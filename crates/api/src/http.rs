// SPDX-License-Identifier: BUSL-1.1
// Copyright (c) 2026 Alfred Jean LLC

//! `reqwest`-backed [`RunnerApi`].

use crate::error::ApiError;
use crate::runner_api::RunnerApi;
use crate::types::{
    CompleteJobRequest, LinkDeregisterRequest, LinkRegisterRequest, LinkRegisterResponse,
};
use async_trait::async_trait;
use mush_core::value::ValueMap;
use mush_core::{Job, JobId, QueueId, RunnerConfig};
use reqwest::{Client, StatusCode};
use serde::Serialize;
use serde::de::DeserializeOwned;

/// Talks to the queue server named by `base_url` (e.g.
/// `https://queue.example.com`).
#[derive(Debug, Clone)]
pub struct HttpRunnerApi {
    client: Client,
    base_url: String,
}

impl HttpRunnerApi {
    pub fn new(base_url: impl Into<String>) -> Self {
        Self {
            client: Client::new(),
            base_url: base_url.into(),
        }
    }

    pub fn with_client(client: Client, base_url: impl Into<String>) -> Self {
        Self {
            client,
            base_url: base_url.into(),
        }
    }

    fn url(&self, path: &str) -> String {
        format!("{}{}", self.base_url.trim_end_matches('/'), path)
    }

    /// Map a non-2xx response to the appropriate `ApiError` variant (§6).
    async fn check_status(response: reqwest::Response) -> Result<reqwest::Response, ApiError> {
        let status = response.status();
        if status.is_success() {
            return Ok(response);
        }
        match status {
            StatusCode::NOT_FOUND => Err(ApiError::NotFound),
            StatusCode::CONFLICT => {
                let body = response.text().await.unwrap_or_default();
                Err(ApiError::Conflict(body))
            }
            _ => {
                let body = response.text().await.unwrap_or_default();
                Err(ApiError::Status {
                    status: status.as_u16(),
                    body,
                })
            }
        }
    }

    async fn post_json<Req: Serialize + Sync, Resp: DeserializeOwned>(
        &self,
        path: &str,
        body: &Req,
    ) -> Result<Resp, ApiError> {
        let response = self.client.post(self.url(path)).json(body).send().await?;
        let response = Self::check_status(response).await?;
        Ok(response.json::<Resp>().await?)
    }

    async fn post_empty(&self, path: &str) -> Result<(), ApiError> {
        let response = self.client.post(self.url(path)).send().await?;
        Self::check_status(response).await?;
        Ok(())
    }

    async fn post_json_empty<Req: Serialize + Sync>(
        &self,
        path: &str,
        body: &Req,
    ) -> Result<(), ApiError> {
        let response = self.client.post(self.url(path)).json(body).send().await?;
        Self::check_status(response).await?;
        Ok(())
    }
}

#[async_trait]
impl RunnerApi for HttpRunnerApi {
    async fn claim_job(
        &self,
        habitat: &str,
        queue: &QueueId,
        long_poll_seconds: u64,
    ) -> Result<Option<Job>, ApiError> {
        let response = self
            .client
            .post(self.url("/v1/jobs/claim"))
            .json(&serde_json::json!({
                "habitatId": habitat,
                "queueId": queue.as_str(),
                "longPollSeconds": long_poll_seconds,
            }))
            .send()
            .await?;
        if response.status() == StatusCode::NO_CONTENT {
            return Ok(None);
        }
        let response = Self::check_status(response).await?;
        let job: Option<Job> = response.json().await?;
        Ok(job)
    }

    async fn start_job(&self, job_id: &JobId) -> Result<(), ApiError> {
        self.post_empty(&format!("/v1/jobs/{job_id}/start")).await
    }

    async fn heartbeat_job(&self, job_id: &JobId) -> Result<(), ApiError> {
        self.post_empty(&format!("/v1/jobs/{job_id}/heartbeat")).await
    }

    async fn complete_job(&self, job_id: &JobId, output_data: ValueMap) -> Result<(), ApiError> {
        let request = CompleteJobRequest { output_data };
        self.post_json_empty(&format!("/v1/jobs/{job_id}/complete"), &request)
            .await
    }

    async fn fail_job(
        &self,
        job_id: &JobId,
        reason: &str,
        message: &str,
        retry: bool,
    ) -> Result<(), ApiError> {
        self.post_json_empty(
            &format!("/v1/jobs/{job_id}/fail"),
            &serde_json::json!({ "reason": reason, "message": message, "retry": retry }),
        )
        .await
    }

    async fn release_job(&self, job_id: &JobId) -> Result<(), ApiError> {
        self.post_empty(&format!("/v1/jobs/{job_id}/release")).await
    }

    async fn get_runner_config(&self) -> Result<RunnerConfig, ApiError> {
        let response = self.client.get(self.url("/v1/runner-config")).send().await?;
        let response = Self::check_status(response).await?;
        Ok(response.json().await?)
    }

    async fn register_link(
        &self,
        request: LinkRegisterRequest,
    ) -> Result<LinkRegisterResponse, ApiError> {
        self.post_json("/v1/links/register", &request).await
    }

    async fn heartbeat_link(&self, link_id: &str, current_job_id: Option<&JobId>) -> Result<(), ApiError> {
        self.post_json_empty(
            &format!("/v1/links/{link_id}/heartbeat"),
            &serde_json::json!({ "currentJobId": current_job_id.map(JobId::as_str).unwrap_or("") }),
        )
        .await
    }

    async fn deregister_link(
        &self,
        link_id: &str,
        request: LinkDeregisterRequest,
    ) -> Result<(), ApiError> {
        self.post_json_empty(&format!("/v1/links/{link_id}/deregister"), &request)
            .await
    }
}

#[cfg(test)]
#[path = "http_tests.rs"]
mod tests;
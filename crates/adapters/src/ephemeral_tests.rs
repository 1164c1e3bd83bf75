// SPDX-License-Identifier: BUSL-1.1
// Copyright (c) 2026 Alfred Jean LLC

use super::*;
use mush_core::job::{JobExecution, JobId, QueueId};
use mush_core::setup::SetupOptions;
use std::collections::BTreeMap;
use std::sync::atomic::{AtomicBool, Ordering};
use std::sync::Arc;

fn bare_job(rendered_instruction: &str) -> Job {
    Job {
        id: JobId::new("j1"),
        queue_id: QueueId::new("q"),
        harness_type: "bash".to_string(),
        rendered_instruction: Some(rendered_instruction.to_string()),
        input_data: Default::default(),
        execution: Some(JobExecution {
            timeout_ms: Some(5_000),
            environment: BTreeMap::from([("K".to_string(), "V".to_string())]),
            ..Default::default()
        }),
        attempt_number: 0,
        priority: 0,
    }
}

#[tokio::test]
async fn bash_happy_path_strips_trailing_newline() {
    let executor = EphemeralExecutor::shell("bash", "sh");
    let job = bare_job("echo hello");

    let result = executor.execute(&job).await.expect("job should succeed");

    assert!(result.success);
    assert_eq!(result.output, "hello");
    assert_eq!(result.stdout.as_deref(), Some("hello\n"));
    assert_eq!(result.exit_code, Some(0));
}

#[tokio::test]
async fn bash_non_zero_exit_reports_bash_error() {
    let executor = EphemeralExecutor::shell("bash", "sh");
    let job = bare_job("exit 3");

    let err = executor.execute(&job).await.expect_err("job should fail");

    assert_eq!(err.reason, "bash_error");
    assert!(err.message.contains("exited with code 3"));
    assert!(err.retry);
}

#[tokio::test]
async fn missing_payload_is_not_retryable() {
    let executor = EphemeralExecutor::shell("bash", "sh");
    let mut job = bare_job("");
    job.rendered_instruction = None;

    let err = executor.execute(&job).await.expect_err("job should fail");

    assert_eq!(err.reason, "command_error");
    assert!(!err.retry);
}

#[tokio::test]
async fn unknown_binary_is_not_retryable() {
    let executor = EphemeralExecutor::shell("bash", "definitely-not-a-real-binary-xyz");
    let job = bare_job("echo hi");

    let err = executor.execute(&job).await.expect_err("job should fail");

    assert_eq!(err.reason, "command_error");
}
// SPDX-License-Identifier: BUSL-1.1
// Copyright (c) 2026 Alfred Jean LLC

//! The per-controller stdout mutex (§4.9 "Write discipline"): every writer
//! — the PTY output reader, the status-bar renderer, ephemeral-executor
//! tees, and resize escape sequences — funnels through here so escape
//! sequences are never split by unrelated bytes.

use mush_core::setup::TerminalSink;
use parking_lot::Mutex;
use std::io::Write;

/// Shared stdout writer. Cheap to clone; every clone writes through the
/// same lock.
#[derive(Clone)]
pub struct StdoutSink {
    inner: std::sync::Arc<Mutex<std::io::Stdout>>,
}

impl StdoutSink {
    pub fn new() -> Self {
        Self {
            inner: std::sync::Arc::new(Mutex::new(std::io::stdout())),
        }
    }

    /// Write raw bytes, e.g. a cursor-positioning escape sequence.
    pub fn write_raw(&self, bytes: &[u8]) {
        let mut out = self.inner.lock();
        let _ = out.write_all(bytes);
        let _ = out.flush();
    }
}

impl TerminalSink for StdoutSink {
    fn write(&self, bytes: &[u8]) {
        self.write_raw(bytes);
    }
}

※ ※ ※

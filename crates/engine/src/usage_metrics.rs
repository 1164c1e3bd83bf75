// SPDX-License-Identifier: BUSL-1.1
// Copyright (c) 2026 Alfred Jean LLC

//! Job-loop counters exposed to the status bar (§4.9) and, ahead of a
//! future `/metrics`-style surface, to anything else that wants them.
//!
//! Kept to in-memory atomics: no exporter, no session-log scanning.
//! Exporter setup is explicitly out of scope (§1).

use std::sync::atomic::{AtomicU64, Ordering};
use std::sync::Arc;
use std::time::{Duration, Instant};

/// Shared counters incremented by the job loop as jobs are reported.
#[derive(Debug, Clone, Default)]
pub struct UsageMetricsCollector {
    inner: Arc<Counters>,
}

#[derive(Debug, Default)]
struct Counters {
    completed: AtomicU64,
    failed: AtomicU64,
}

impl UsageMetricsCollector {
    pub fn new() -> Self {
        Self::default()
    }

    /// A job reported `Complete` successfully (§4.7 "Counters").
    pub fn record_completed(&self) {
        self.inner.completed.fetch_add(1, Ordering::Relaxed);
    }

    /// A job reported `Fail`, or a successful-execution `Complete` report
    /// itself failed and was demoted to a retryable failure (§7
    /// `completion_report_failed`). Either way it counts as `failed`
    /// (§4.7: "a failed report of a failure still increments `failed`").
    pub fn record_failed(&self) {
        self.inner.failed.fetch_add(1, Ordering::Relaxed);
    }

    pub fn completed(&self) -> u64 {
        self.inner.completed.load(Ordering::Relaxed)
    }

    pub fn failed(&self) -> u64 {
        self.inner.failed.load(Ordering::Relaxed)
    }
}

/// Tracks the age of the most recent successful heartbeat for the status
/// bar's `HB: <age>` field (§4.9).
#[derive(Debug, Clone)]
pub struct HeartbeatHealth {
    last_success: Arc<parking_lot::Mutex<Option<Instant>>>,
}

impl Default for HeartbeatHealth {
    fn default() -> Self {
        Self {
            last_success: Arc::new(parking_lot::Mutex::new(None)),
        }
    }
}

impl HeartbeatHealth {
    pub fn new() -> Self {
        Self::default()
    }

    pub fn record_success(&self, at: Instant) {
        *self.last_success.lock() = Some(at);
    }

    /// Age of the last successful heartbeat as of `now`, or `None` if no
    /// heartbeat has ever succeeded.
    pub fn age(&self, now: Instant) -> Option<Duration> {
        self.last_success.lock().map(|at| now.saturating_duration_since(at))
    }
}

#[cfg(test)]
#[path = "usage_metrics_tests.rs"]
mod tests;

※ ※ ※

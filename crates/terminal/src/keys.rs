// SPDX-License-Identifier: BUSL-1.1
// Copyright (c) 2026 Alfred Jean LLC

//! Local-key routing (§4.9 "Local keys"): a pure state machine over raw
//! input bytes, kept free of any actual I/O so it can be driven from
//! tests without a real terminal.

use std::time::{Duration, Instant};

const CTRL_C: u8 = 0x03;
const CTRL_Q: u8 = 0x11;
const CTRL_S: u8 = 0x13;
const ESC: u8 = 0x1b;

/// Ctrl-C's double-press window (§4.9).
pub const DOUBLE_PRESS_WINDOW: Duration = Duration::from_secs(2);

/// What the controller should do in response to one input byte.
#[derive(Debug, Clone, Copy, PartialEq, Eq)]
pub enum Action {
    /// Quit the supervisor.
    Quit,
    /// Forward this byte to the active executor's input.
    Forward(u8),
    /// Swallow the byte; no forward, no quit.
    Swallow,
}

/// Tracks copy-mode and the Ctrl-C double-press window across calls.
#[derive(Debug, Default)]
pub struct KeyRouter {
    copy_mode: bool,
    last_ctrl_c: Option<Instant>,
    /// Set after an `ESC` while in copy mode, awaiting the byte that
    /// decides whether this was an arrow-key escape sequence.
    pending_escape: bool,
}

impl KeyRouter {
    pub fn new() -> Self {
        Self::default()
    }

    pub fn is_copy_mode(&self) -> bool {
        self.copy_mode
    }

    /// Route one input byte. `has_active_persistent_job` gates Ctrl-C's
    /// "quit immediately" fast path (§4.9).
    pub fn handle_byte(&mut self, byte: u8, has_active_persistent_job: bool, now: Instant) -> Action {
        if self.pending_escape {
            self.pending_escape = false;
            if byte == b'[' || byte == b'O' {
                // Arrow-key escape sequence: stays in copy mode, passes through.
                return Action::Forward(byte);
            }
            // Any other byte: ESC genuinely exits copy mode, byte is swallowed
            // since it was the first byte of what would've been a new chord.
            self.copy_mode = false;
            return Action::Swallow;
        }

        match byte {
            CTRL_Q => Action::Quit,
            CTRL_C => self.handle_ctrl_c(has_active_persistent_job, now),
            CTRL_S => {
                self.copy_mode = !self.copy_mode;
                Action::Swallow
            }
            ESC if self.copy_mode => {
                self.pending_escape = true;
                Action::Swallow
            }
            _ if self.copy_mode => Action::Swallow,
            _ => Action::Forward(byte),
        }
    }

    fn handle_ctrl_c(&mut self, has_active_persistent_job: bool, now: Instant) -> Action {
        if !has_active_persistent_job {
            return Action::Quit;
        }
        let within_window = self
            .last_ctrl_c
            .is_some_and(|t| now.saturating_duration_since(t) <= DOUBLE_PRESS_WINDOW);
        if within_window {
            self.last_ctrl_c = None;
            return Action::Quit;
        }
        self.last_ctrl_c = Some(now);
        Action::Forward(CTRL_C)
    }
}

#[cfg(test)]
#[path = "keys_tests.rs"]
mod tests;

※ ※ ※

- **The problem**:
Every line that holds the string "LinkRegisterResponse" must be copied from the records above.

- **Task result**:
    CompleteJobRequest, LinkDeregisterRequest, LinkRegisterRequest, LinkRegisterResponse,
    ) -> Result<LinkRegisterResponse, ApiError> {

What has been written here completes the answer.